De nombreux personnages interviennent au cours du roman auprès de Victorine – Marie Delecourt, Anne de Villeprieux, Émile Damberville, Hippolyte Carpentier, Louise la lingère, le commissaire Claude, Victor Maillet dit "Le Requin", etc. – et celle-ci semble confrontée à de tels dangers, d'autant plus grands qu'on n'en connaît pas la cause, que l'on en devient suspicieux et l'on se demande sans arrêt si tel ou tel individu a de bonnes ou de mauvaises intentions à l'égard de Victorine. Ces questionnements sont d'autant plus systématiques que les personnages entourant Victorine ne sont pas suffisamment décrits. L'accent est vraiment mis sur l'héroïne et les autres personnages font un peu pâle figure à ses côtés. Par exemple, je n'ai trouvé aucune description physique ou psychologique d'Hippolyte Carpentier et j'ai bien eu du mal au départ à savoir s'il s'agissait d'un jeune homme ou d'un homme d'âge mûr.

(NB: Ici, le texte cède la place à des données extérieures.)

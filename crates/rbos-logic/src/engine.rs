//! Timer-driven logic engine
//!
//! `LogicEngine` owns one graph and replaces it after every evaluation step.
//! It is a cheap cloneable handle: construct one explicitly and pass it to
//! whatever needs it.
//!
//! Every mutation (`set_graph` or `tick`) bumps a generation counter visible
//! through `watch()` and then calls the registered observers synchronously,
//! outside the graph lock.

use std::sync::{Arc, Mutex, MutexGuard, PoisonError};
use std::time::Duration;

use tokio::sync::{oneshot, watch};
use tokio::task::JoinHandle;
use tokio::time::{Instant, MissedTickBehavior};
use tracing::{debug, info, warn};

use crate::config::EngineConfig;
use crate::error::EngineError;
use crate::evaluator::{self, EvalMode};
use crate::graph::Graph;

/// Zero-argument change callback
pub type Observer = Arc<dyn Fn() + Send + Sync>;

/// Handle to a shared logic engine
#[derive(Clone)]
pub struct LogicEngine {
    inner: Arc<Inner>,
}

struct Inner {
    graph: Mutex<Graph>,
    config: EngineConfig,
    observers: Mutex<Vec<Observer>>,
    generation: watch::Sender<u64>,
    runner: Mutex<Option<Runner>>,
}

/// Running tick loop
struct Runner {
    stop: oneshot::Sender<()>,
    handle: JoinHandle<()>,
}

impl Default for LogicEngine {
    fn default() -> Self {
        Self::new(Graph::new())
    }
}

impl LogicEngine {
    /// Create an engine with the default configuration
    pub fn new(graph: Graph) -> Self {
        Self::with_config(graph, EngineConfig::default())
    }

    /// Create an engine with an explicit configuration
    pub fn with_config(graph: Graph, config: EngineConfig) -> Self {
        let (generation, _) = watch::channel(0);
        Self {
            inner: Arc::new(Inner {
                graph: Mutex::new(graph),
                config,
                observers: Mutex::new(Vec::new()),
                generation,
                runner: Mutex::new(None),
            }),
        }
    }

    /// Evaluation mode used by `tick`
    pub fn mode(&self) -> EvalMode {
        self.inner.config.mode
    }

    /// Snapshot of the held graph
    pub fn graph(&self) -> Graph {
        lock(&self.inner.graph).clone()
    }

    /// Read the held graph without cloning it
    pub fn with_graph<R>(&self, f: impl FnOnce(&Graph) -> R) -> R {
        f(&lock(&self.inner.graph))
    }

    /// Replace the held graph wholesale
    pub fn set_graph(&self, graph: Graph) {
        *lock(&self.inner.graph) = graph;
        self.notify();
    }

    /// Register an observer.
    ///
    /// Returns false if this exact observer is already registered.
    pub fn subscribe(&self, observer: &Observer) -> bool {
        let mut observers = lock(&self.inner.observers);
        if observers.iter().any(|o| same_observer(o, observer)) {
            return false;
        }
        observers.push(Arc::clone(observer));
        true
    }

    /// Deregister an observer. Returns false if it was not registered.
    pub fn unsubscribe(&self, observer: &Observer) -> bool {
        let mut observers = lock(&self.inner.observers);
        let before = observers.len();
        observers.retain(|o| !same_observer(o, observer));
        observers.len() != before
    }

    /// Number of registered observers
    pub fn observer_count(&self) -> usize {
        lock(&self.inner.observers).len()
    }

    /// Channel that observes the mutation counter
    pub fn watch(&self) -> watch::Receiver<u64> {
        self.inner.generation.subscribe()
    }

    /// Number of mutations so far
    pub fn generation(&self) -> u64 {
        *self.inner.generation.borrow()
    }

    /// Run exactly one evaluation pass and replace the held graph.
    ///
    /// On error the held graph is left unchanged and observers are not called.
    pub fn tick(&self) -> Result<(), EngineError> {
        {
            let mut graph = lock(&self.inner.graph);
            let next = evaluator::step(&graph, self.inner.config.mode)?;
            *graph = next;
        }
        self.notify();
        Ok(())
    }

    /// Start the tick loop at the configured interval
    pub fn start_default(&self) -> Result<(), EngineError> {
        self.start(self.inner.config.interval())
    }

    /// Start a repeating tick loop on the current tokio runtime.
    ///
    /// Calling this while the loop is already running does nothing.
    pub fn start(&self, interval: Duration) -> Result<(), EngineError> {
        let mut runner = lock(&self.inner.runner);
        if runner.as_ref().is_some_and(|r| !r.handle.is_finished()) {
            debug!("tick loop already running");
            return Ok(());
        }

        let runtime = tokio::runtime::Handle::try_current().map_err(|_| EngineError::NoRuntime)?;
        let period = interval.max(Duration::from_millis(1));
        let mut ticker = tokio::time::interval_at(Instant::now() + period, period);
        ticker.set_missed_tick_behavior(MissedTickBehavior::Delay);

        let (stop, mut stopped) = oneshot::channel();
        let weak = Arc::downgrade(&self.inner);
        let handle = runtime.spawn(async move {
            loop {
                tokio::select! {
                    biased;
                    _ = &mut stopped => break,
                    _ = ticker.tick() => {
                        let Some(inner) = weak.upgrade() else { break };
                        let engine = LogicEngine { inner };
                        if let Err(err) = engine.tick() {
                            warn!(%err, "tick failed");
                        }
                    }
                }
            }
            debug!("tick loop exited");
        });

        info!(interval_ms = period.as_millis() as u64, mode = ?self.inner.config.mode, "logic engine started");
        *runner = Some(Runner { stop, handle });
        Ok(())
    }

    /// Halt the tick loop. A tick in flight completes; no further tick runs.
    pub fn stop(&self) {
        if let Some(runner) = lock(&self.inner.runner).take() {
            let _ = runner.stop.send(());
            info!("logic engine stopped");
        }
    }

    /// Check if the tick loop is running
    pub fn is_running(&self) -> bool {
        lock(&self.inner.runner)
            .as_ref()
            .is_some_and(|r| !r.handle.is_finished())
    }

    fn notify(&self) {
        self.inner.generation.send_modify(|g| *g += 1);
        let observers: Vec<Observer> = lock(&self.inner.observers).clone();
        debug!(generation = self.generation(), observers = observers.len(), "graph updated");
        for observer in observers {
            observer();
        }
    }
}

fn same_observer(a: &Observer, b: &Observer) -> bool {
    std::ptr::addr_eq(Arc::as_ptr(a), Arc::as_ptr(b))
}

fn lock<T>(mutex: &Mutex<T>) -> MutexGuard<'_, T> {
    mutex.lock().unwrap_or_else(PoisonError::into_inner)
}

#[cfg(test)]
mod tests {
    use super::*;
    use crate::gate::{Gate, GateId, GateKind, Signal};
    use crate::graph::{PinRef, Wire};
    use std::sync::atomic::{AtomicUsize, Ordering};

    fn counter() -> (Arc<AtomicUsize>, Observer) {
        let count = Arc::new(AtomicUsize::new(0));
        let c = Arc::clone(&count);
        let observer: Observer = Arc::new(move || {
            c.fetch_add(1, Ordering::SeqCst);
        });
        (count, observer)
    }

    fn oscillator() -> Graph {
        let mut graph = Graph::new();
        graph.add_gate(Gate::with_kind("n", GateKind::Not)).unwrap();
        graph.connect(Wire::new(PinRef::new("n", 0), PinRef::new("n", 0))).unwrap();
        graph
    }

    #[test]
    fn test_set_graph_notifies() {
        let engine = LogicEngine::default();
        let (count, observer) = counter();
        engine.subscribe(&observer);

        engine.set_graph(oscillator());
        assert_eq!(count.load(Ordering::SeqCst), 1);
        assert_eq!(engine.generation(), 1);
        assert_eq!(engine.graph().gates().len(), 1);
    }

    #[test]
    fn test_duplicate_subscribe_is_idempotent() {
        let engine = LogicEngine::default();
        let (count, observer) = counter();
        assert!(engine.subscribe(&observer));
        assert!(!engine.subscribe(&observer));
        assert_eq!(engine.observer_count(), 1);

        engine.tick().unwrap();
        assert_eq!(count.load(Ordering::SeqCst), 1);
    }

    #[test]
    fn test_unsubscribe_stops_notifications() {
        let engine = LogicEngine::default();
        let (count, observer) = counter();
        engine.subscribe(&observer);
        assert!(engine.unsubscribe(&observer));
        assert!(!engine.unsubscribe(&observer));

        engine.tick().unwrap();
        assert_eq!(count.load(Ordering::SeqCst), 0);
    }

    #[test]
    fn test_tick_replaces_graph() {
        let engine = LogicEngine::new(oscillator());
        engine.tick().unwrap();
        assert_eq!(engine.graph().outputs(&GateId::from("n")), Some(&[Signal::High][..]));
        engine.tick().unwrap();
        assert_eq!(engine.graph().outputs(&GateId::from("n")), Some(&[Signal::Low][..]));
    }

    #[test]
    fn test_failed_tick_keeps_graph() {
        let config = EngineConfig {
            mode: EvalMode::Topological,
            ..Default::default()
        };
        let engine = LogicEngine::with_config(oscillator(), config);
        let (count, observer) = counter();
        engine.subscribe(&observer);

        assert!(engine.tick().is_err());
        assert!(engine.graph().outputs(&GateId::from("n")).is_none());
        assert_eq!(count.load(Ordering::SeqCst), 0);
    }

    #[test]
    fn test_start_without_runtime() {
        let engine = LogicEngine::default();
        assert!(matches!(
            engine.start(Duration::from_millis(10)),
            Err(EngineError::NoRuntime)
        ));
        assert!(!engine.is_running());
    }

    #[tokio::test(start_paused = true)]
    async fn test_loop_ticks_on_interval() {
        let engine = LogicEngine::new(oscillator());
        let (count, observer) = counter();
        engine.subscribe(&observer);

        engine.start(Duration::from_millis(100)).unwrap();
        assert!(engine.is_running());
        tokio::time::sleep(Duration::from_millis(350)).await;
        assert_eq!(count.load(Ordering::SeqCst), 3);
        engine.stop();
    }

    #[tokio::test(start_paused = true)]
    async fn test_start_twice_runs_one_loop() {
        let engine = LogicEngine::default();
        let (count, observer) = counter();
        engine.subscribe(&observer);

        engine.start(Duration::from_millis(100)).unwrap();
        engine.start(Duration::from_millis(100)).unwrap();
        tokio::time::sleep(Duration::from_millis(150)).await;
        assert_eq!(count.load(Ordering::SeqCst), 1);
        engine.stop();
    }

    #[tokio::test(start_paused = true)]
    async fn test_stop_halts_loop() {
        let engine = LogicEngine::default();
        let (count, observer) = counter();
        engine.subscribe(&observer);

        engine.start_default().unwrap();
        tokio::time::sleep(Duration::from_millis(250)).await;
        engine.stop();
        assert!(!engine.is_running());
        tokio::time::sleep(Duration::from_millis(500)).await;
        assert_eq!(count.load(Ordering::SeqCst), 2);

        engine.start_default().unwrap();
        tokio::time::sleep(Duration::from_millis(150)).await;
        assert_eq!(count.load(Ordering::SeqCst), 3);
        engine.stop();
    }

    #[tokio::test]
    async fn test_watch_sees_mutations() {
        let engine = LogicEngine::default();
        let mut rx = engine.watch();
        engine.set_graph(oscillator());
        rx.changed().await.unwrap();
        assert_eq!(*rx.borrow_and_update(), 1);
    }
}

Bref, on a peur en permanence pour Victorine, qui semble assez fragile et naïve au premier abord, mais malgré les recommandations du commissaire Claude, elle n'hésite pas à prendre de grands risques pour découvrir la vérité. De femme en deuil, cloîtrée dans son domaine berrichon et marquée par une existence triste, la voilà totalement métamorphosée, comme si elle avait reçu un électrochoc ! Même si le doute et la peur ne la quittent jamais – ce qui en fait une héroïne attachante et très réaliste –, elle n'hésite pas à affronter ses peurs et à faire preuve de courage allant même jusqu'à voyager seule en malle-poste entre le Berry et le Puy-en-Velay, en passant par Paris, ce qui est exceptionnel au XIXe siècle ! Et ce n'est pas peu dire : en effet, le XIXe siècle n'a guère été favorable aux femmes – si tant est qu'il y ait eu une époque propice aux femmes dans toute l'histoire de France –, la femme avait alors peu de liberté, puisqu'elle était sous la coupe de son père, puis de son mari. Seule une femme veuve pouvait se permettre de voyager ainsi, mais en prenant des risques.
Arrivée au terme de cette lecture, j'étais triste de quitter Victorine, mais la dernière phrase du roman, "– Ne ferais-je pas un bon policier ?" me laisse augurer du meilleur pour la suite !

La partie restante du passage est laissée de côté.